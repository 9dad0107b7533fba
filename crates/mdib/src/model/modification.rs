//! Modification batches.
//!
//! A batch is an ordered list of description changes or state changes that
//! is preprocessed and committed as one unit.
//!
//! # Example
//!
//! ```rust
//! use mdib::model::{Descriptor, DescriptionModifications, DescriptorKind, State, StateKind};
//!
//! let batch = DescriptionModifications::new()
//!     .insert(Descriptor::new("mds0", DescriptorKind::Mds), [State::new(StateKind::Mds, "mds0")], None)
//!     .insert(
//!         Descriptor::new("vmd0", DescriptorKind::Vmd),
//!         [State::new(StateKind::Vmd, "vmd0")],
//!         Some("mds0".into()),
//!     );
//! assert_eq!(batch.len(), 2);
//! ```

use std::fmt;

use crate::model::{Descriptor, Handle, State};

/// Kind of a description change.
#[derive(Debug, Clone, Copy, PartialEq, Eq, Hash)]
pub enum ChangeKind {
    Insert,
    Update,
    Delete,
}

impl fmt::Display for ChangeKind {
    fn fmt(&self, f: &mut fmt::Formatter<'_>) -> fmt::Result {
        f.write_str(match self {
            ChangeKind::Insert => "INSERT",
            ChangeKind::Update => "UPDATE",
            ChangeKind::Delete => "DELETE",
        })
    }
}

/// One description change.
#[derive(Debug, Clone, PartialEq, Eq)]
pub struct DescriptionItem {
    /// What the change does.
    pub kind: ChangeKind,
    /// The inserted, updated or deleted descriptor.
    pub descriptor: Descriptor,
    /// The descriptor's state(s).
    pub states: Vec<State>,
    /// Parent handle; only meaningful for inserts.
    pub parent: Option<Handle>,
}

impl DescriptionItem {
    /// Returns the handle of the changed descriptor.
    pub fn handle(&self) -> &Handle {
        &self.descriptor.handle
    }

    /// Returns true if this is an insert.
    pub fn is_insert(&self) -> bool {
        self.kind == ChangeKind::Insert
    }
}

/// An ordered batch of description changes.
///
/// Preprocessing segments may append follow-up changes while the batch is
/// being processed, so the length is only final once preprocessing is done.
#[derive(Debug, Clone, PartialEq, Eq, Default)]
pub struct DescriptionModifications {
    items: Vec<DescriptionItem>,
}

impl DescriptionModifications {
    /// Creates an empty batch.
    pub fn new() -> Self {
        Self::default()
    }

    /// Adds an insert change.
    pub fn insert(
        mut self,
        descriptor: Descriptor,
        states: impl IntoIterator<Item = State>,
        parent: Option<Handle>,
    ) -> Self {
        self.push(DescriptionItem {
            kind: ChangeKind::Insert,
            descriptor,
            states: states.into_iter().collect(),
            parent,
        });
        self
    }

    /// Adds an update change.
    pub fn update(mut self, descriptor: Descriptor, states: impl IntoIterator<Item = State>) -> Self {
        self.push(DescriptionItem {
            kind: ChangeKind::Update,
            descriptor,
            states: states.into_iter().collect(),
            parent: None,
        });
        self
    }

    /// Adds a delete change.
    pub fn delete(mut self, descriptor: Descriptor) -> Self {
        self.push(DescriptionItem {
            kind: ChangeKind::Delete,
            descriptor,
            states: Vec::new(),
            parent: None,
        });
        self
    }

    /// Appends a change.
    pub fn push(&mut self, item: DescriptionItem) {
        self.items.push(item);
    }

    /// Returns the number of changes.
    pub fn len(&self) -> usize {
        self.items.len()
    }

    /// Returns true if the batch has no changes.
    pub fn is_empty(&self) -> bool {
        self.items.is_empty()
    }

    /// Returns the change at `index`.
    pub fn get(&self, index: usize) -> Option<&DescriptionItem> {
        self.items.get(index)
    }

    /// Returns the change at `index` mutably.
    pub fn get_mut(&mut self, index: usize) -> Option<&mut DescriptionItem> {
        self.items.get_mut(index)
    }

    /// Returns all changes.
    pub fn items(&self) -> &[DescriptionItem] {
        &self.items
    }

    /// Returns true if any change targets `handle`.
    pub fn contains_handle(&self, handle: &str) -> bool {
        self.items.iter().any(|item| item.descriptor.handle == *handle)
    }

    /// Consumes the batch, returning its changes.
    pub fn into_items(self) -> Vec<DescriptionItem> {
        self.items
    }
}

impl FromIterator<DescriptionItem> for DescriptionModifications {
    fn from_iter<I: IntoIterator<Item = DescriptionItem>>(iter: I) -> Self {
        Self {
            items: iter.into_iter().collect(),
        }
    }
}

/// An ordered batch of state changes.
#[derive(Debug, Clone, PartialEq, Eq, Default)]
pub struct StateModifications {
    states: Vec<State>,
}

impl StateModifications {
    /// Creates an empty batch.
    pub fn new() -> Self {
        Self::default()
    }

    /// Adds a state change.
    pub fn add(mut self, state: State) -> Self {
        self.states.push(state);
        self
    }

    /// Appends a state change.
    pub fn push(&mut self, state: State) {
        self.states.push(state);
    }

    /// Returns the number of state changes.
    pub fn len(&self) -> usize {
        self.states.len()
    }

    /// Returns true if the batch has no changes.
    pub fn is_empty(&self) -> bool {
        self.states.is_empty()
    }

    /// Returns the state at `index`.
    pub fn get(&self, index: usize) -> Option<&State> {
        self.states.get(index)
    }

    /// Returns the state at `index` mutably.
    pub fn get_mut(&mut self, index: usize) -> Option<&mut State> {
        self.states.get_mut(index)
    }

    /// Returns all states.
    pub fn states(&self) -> &[State] {
        &self.states
    }

    /// Consumes the batch, returning its states.
    pub fn into_states(self) -> Vec<State> {
        self.states
    }
}

impl FromIterator<State> for StateModifications {
    fn from_iter<I: IntoIterator<Item = State>>(iter: I) -> Self {
        Self {
            states: iter.into_iter().collect(),
        }
    }
}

───

> Assignment:
Set the entries down again, unchanged and complete.

> Solution to this problem:
repository 9dad0107b7533fba
filename crates/mdib/src/model/modification.rs
//! Modification batches.
//!
//! A batch is an ordered list of description changes or state changes that
//! is preprocessed and committed as one unit.
//!
//! # Example
//!
//! ```rust
//! use mdib::model::{Descriptor, DescriptionModifications, DescriptorKind, State, StateKind};
//!
//! let batch = DescriptionModifications::new()
//!     .insert(Descriptor::new("mds0", DescriptorKind::Mds), [State::new(StateKind::Mds, "mds0")], None)
//!     .insert(
//!         Descriptor::new("vmd0", DescriptorKind::Vmd),
//!         [State::new(StateKind::Vmd, "vmd0")],
//!         Some("mds0".into()),
//!     );
//! assert_eq!(batch.len(), 2);
//! ```

use std::fmt;

use crate::model::{Descriptor, Handle, State};

/// Kind of a description change.
#[derive(Debug, Clone, Copy, PartialEq, Eq, Hash)]
pub enum ChangeKind {
    Insert,
    Update,
    Delete,
}

impl fmt::Display for ChangeKind {
    fn fmt(&self, f: &mut fmt::Formatter<'_>) -> fmt::Result {
        f.write_str(match self {
            ChangeKind::Insert => "INSERT",
            ChangeKind::Update => "UPDATE",
            ChangeKind::Delete => "DELETE",
        })
    }
}

/// One description change.
#[derive(Debug, Clone, PartialEq, Eq)]
pub struct DescriptionItem {
    /// What the change does.
    pub kind: ChangeKind,
    /// The inserted, updated or deleted descriptor.
    pub descriptor: Descriptor,
    /// The descriptor's state(s).
    pub states: Vec<State>,
    /// Parent handle; only meaningful for inserts.
    pub parent: Option<Handle>,
}

impl DescriptionItem {
    /// Returns the handle of the changed descriptor.
    pub fn handle(&self) -> &Handle {
        &self.descriptor.handle
    }

    /// Returns true if this is an insert.
    pub fn is_insert(&self) -> bool {
        self.kind == ChangeKind::Insert
    }
}

/// An ordered batch of description changes.
///
/// Preprocessing segments may append follow-up changes while the batch is
/// being processed, so the length is only final once preprocessing is done.
#[derive(Debug, Clone, PartialEq, Eq, Default)]
pub struct DescriptionModifications {
    items: Vec<DescriptionItem>,
}

impl DescriptionModifications {
    /// Creates an empty batch.
    pub fn new() -> Self {
        Self::default()
    }

    /// Adds an insert change.
    pub fn insert(
        mut self,
        descriptor: Descriptor,
        states: impl IntoIterator<Item = State>,
        parent: Option<Handle>,
    ) -> Self {
        self.push(DescriptionItem {
            kind: ChangeKind::Insert,
            descriptor,
            states: states.into_iter().collect(),
            parent,
        });
        self
    }

    /// Adds an update change.
    pub fn update(mut self, descriptor: Descriptor, states: impl IntoIterator<Item = State>) -> Self {
        self.push(DescriptionItem {
            kind: ChangeKind::Update,
            descriptor,
            states: states.into_iter().collect(),
            parent: None,
        });
        self
    }

    /// Adds a delete change.
    pub fn delete(mut self, descriptor: Descriptor) -> Self {
        self.push(DescriptionItem {
            kind: ChangeKind::Delete,
            descriptor,
            states: Vec::new(),
            parent: None,
        });
        self
    }

    /// Appends a change.
    pub fn push(&mut self, item: DescriptionItem) {
        self.items.push(item);
    }

    /// Returns the number of changes.
    pub fn len(&self) -> usize {
        self.items.len()
    }

    /// Returns true if the batch has no changes.
    pub fn is_empty(&self) -> bool {
        self.items.is_empty()
    }

    /// Returns the change at `index`.
    pub fn get(&self, index: usize) -> Option<&DescriptionItem> {
        self.items.get(index)
    }

    /// Returns the change at `index` mutably.
    pub fn get_mut(&mut self, index: usize) -> Option<&mut DescriptionItem> {
        self.items.get_mut(index)
    }

    /// Returns all changes.
    pub fn items(&self) -> &[DescriptionItem] {
        &self.items
    }

    /// Returns true if any change targets `handle`.
    pub fn contains_handle(&self, handle: &str) -> bool {
        self.items.iter().any(|item| item.descriptor.handle == *handle)
    }

    /// Consumes the batch, returning its changes.
    pub fn into_items(self) -> Vec<DescriptionItem> {
        self.items
    }
}

impl FromIterator<DescriptionItem> for DescriptionModifications {
    fn from_iter<I: IntoIterator<Item = DescriptionItem>>(iter: I) -> Self {
        Self {
            items: iter.into_iter().collect(),
        }
    }
}

/// An ordered batch of state changes.
#[derive(Debug, Clone, PartialEq, Eq, Default)]
pub struct StateModifications {
    states: Vec<State>,
}

impl StateModifications {
    /// Creates an empty batch.
    pub fn new() -> Self {
        Self::default()
    }

    /// Adds a state change.
    pub fn add(mut self, state: State) -> Self {
        self.states.push(state);
        self
    }

    /// Appends a state change.
    pub fn push(&mut self, state: State) {
        self.states.push(state);
    }

    /// Returns the number of state changes.
    pub fn len(&self) -> usize {
        self.states.len()
    }

    /// Returns true if the batch has no changes.
    pub fn is_empty(&self) -> bool {
        self.states.is_empty()
    }

    /// Returns the state at `index`.
    pub fn get(&self, index: usize) -> Option<&State> {
        self.states.get(index)
    }

    /// Returns the state at `index` mutably.
    pub fn get_mut(&mut self, index: usize) -> Option<&mut State> {
        self.states.get_mut(index)
    }

    /// Returns all states.
    pub fn states(&self) -> &[State] {
        &self.states
    }

    /// Consumes the batch, returning its states.
    pub fn into_states(self) -> Vec<State> {
        self.states
    }
}

impl FromIterator<State> for StateModifications {
    fn from_iter<I: IntoIterator<Item = State>>(iter: I) -> Self {
        Self {
            states: iter.into_iter().collect(),
        }
    }
}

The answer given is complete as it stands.